_YOUR TASK_:
For the string "Duration", search the entries below and copy every line where it appears.

= = =

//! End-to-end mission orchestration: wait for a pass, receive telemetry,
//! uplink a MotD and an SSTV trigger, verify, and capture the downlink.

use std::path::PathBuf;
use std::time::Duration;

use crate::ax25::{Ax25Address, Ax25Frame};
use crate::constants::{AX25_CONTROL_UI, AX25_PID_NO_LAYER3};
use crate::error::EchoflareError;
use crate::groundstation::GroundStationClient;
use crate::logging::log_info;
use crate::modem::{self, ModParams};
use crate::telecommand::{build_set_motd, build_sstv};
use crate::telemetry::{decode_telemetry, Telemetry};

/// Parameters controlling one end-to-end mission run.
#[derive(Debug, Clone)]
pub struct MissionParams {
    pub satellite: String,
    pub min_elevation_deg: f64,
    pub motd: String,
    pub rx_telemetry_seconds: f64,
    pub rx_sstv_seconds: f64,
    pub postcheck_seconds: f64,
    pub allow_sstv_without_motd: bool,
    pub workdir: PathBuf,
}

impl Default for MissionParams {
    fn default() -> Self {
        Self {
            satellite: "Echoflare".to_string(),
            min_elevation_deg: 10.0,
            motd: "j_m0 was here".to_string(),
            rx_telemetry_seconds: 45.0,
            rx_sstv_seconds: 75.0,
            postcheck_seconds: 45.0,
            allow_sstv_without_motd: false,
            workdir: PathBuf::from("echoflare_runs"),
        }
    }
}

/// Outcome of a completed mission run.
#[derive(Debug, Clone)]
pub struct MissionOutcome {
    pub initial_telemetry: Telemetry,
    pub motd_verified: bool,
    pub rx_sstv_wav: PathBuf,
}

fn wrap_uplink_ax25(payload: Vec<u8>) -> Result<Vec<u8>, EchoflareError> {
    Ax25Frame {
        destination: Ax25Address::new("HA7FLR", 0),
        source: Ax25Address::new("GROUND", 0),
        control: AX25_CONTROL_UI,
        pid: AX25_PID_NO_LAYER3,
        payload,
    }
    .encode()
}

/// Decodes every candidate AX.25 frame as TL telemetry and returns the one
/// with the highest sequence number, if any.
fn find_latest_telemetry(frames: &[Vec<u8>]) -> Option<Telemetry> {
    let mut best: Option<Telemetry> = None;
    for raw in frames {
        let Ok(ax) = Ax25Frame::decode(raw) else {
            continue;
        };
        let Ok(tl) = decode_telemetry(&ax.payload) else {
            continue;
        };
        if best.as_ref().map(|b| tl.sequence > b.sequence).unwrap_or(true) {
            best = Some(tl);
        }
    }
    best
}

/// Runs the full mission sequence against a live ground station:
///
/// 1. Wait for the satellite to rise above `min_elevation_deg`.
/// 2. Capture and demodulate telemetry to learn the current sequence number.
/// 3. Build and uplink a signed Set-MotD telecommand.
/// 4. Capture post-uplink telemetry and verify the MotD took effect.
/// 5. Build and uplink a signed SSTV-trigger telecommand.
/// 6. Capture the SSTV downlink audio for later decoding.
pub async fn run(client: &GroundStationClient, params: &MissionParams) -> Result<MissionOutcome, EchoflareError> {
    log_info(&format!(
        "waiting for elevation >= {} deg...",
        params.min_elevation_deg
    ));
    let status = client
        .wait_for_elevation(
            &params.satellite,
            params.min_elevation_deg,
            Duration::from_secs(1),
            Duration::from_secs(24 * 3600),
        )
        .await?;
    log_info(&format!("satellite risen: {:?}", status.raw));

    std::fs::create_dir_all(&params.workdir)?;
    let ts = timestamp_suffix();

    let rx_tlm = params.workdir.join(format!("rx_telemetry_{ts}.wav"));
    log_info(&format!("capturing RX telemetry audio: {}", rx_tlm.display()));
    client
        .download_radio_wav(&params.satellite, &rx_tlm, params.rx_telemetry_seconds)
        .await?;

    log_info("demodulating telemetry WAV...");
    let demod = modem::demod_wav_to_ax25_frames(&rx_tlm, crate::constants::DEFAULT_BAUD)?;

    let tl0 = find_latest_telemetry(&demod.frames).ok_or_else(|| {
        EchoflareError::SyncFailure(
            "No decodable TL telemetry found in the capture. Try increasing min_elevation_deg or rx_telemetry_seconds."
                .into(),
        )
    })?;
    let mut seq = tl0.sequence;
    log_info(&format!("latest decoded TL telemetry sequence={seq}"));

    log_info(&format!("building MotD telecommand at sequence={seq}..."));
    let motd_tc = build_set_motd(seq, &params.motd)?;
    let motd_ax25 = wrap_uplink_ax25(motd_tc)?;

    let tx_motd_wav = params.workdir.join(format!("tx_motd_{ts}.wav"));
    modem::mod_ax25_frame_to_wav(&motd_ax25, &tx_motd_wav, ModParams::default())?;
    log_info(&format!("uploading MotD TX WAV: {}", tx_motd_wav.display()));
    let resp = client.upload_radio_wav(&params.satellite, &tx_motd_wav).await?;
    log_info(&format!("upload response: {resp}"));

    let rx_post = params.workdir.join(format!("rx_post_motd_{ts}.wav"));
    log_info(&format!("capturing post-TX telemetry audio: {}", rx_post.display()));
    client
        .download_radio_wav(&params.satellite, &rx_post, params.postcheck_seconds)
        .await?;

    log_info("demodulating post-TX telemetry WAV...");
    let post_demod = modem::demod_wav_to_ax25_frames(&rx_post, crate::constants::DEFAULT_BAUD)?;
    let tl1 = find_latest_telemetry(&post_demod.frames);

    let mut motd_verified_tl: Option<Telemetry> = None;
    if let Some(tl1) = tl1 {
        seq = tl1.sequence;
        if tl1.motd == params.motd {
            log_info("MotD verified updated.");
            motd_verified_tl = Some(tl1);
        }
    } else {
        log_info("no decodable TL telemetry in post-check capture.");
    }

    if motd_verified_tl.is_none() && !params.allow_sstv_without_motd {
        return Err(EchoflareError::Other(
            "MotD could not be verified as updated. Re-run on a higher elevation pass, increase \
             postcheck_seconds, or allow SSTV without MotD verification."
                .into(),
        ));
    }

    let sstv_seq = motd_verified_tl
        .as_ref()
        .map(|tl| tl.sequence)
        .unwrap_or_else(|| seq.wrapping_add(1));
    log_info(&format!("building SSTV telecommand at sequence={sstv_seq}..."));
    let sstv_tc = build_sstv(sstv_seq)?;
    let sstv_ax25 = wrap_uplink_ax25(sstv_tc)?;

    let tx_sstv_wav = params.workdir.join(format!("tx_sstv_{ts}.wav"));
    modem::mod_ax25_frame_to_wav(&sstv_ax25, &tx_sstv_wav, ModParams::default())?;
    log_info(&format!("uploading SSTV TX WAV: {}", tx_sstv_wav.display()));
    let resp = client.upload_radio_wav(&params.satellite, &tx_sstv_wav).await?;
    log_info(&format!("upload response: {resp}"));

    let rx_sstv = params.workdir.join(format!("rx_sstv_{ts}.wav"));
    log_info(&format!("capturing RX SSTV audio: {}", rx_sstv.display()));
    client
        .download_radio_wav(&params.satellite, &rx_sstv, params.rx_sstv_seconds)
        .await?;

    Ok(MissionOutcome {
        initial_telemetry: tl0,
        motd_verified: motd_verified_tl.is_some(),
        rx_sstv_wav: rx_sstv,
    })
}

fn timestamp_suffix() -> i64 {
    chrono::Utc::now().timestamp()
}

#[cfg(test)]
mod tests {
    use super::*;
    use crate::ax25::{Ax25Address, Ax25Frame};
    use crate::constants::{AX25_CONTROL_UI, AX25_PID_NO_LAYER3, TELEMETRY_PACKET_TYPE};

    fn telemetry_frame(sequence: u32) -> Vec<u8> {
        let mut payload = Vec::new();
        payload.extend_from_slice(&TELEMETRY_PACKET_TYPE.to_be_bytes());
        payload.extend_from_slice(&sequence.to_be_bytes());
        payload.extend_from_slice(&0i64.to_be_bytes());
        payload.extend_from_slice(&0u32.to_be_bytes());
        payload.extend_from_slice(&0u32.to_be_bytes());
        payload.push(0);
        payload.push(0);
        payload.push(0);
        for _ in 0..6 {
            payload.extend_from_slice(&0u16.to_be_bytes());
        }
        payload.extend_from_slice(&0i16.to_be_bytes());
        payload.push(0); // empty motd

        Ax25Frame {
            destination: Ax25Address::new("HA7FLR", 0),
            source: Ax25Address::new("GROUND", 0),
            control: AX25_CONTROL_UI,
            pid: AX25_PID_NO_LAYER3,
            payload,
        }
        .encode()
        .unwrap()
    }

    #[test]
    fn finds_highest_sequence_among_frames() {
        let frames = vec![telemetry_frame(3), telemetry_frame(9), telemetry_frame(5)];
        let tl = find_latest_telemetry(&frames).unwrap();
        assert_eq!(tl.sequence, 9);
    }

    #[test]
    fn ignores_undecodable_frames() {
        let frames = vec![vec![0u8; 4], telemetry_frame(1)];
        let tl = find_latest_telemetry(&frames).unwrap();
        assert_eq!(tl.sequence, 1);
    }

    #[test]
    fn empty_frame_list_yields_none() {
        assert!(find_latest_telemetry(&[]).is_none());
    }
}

= = =

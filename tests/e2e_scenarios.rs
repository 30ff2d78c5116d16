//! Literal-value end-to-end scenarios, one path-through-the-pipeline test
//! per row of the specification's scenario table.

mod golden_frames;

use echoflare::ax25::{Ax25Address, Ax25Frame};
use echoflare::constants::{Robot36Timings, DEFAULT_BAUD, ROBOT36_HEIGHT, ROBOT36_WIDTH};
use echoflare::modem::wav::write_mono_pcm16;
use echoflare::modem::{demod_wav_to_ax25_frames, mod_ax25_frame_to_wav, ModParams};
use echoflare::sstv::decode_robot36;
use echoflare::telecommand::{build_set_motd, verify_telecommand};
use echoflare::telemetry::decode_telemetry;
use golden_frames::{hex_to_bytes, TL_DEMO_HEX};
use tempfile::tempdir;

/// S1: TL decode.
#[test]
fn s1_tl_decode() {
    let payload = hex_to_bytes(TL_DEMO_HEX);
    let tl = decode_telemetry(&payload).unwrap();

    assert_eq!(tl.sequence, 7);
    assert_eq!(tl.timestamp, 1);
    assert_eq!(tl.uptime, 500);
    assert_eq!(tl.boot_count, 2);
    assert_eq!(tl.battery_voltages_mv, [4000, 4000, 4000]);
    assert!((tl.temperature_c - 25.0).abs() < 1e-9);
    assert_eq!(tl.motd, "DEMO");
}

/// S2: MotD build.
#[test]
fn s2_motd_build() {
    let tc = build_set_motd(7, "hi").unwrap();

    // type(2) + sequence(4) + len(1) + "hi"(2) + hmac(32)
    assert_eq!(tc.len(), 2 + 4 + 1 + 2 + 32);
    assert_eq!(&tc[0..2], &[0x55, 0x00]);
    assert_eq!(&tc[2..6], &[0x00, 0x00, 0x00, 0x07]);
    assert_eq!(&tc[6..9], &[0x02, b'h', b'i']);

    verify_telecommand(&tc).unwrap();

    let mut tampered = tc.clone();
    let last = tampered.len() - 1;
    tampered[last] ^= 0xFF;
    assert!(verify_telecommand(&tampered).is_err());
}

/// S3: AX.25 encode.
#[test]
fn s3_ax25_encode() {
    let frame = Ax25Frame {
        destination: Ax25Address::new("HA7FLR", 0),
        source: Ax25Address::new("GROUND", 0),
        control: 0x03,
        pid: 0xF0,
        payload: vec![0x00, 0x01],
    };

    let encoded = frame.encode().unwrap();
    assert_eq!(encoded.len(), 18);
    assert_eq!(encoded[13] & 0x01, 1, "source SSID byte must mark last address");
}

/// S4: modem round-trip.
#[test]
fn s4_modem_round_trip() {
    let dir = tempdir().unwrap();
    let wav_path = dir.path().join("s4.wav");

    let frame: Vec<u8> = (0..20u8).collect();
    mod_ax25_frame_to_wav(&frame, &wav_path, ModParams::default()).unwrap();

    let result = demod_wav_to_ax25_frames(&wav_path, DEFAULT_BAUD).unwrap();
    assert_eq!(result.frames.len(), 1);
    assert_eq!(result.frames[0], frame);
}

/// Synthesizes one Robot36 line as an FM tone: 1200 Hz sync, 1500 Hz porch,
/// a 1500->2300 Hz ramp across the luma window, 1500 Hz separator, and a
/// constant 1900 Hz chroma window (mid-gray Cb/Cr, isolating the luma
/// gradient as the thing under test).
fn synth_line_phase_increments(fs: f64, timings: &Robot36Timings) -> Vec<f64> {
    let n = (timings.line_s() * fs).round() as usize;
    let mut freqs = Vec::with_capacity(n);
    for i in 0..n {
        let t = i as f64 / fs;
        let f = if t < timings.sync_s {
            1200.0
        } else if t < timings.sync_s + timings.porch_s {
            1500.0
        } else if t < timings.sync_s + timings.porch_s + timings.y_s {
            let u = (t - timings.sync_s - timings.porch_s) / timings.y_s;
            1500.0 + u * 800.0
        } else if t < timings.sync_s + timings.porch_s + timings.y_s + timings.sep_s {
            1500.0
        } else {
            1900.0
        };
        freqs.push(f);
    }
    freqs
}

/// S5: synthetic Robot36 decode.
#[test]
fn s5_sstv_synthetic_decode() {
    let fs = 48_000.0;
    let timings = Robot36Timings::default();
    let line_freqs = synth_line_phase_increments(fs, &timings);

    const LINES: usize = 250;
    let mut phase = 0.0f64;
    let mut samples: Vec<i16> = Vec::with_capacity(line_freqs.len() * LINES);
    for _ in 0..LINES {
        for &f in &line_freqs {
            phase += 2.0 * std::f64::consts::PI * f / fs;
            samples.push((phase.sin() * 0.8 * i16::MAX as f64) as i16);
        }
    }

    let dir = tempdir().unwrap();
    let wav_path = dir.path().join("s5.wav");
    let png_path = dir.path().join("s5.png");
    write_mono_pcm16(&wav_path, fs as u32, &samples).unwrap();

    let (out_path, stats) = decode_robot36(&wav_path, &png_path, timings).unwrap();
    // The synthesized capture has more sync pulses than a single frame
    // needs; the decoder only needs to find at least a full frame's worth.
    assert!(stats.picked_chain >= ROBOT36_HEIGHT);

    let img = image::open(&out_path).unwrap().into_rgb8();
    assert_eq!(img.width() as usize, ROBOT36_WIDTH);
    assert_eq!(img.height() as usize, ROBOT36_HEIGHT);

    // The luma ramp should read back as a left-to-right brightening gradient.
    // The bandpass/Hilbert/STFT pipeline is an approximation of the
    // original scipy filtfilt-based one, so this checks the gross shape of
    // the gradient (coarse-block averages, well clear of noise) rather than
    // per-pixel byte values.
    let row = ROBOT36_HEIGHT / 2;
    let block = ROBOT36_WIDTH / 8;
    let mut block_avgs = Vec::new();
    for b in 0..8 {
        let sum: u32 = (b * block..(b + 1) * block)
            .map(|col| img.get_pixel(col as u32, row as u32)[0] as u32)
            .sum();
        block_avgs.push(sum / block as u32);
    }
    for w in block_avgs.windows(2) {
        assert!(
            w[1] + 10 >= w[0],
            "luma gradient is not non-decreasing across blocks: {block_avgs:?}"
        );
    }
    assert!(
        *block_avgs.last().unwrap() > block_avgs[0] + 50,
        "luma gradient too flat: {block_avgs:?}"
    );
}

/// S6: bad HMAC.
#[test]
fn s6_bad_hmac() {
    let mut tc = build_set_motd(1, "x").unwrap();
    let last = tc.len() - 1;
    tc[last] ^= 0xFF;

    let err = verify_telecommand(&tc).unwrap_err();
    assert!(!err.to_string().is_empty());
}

= = =

_ANSWER TO THIS TASK_:
use std::time::Duration;
            Duration::from_secs(1),
            Duration::from_secs(24 * 3600),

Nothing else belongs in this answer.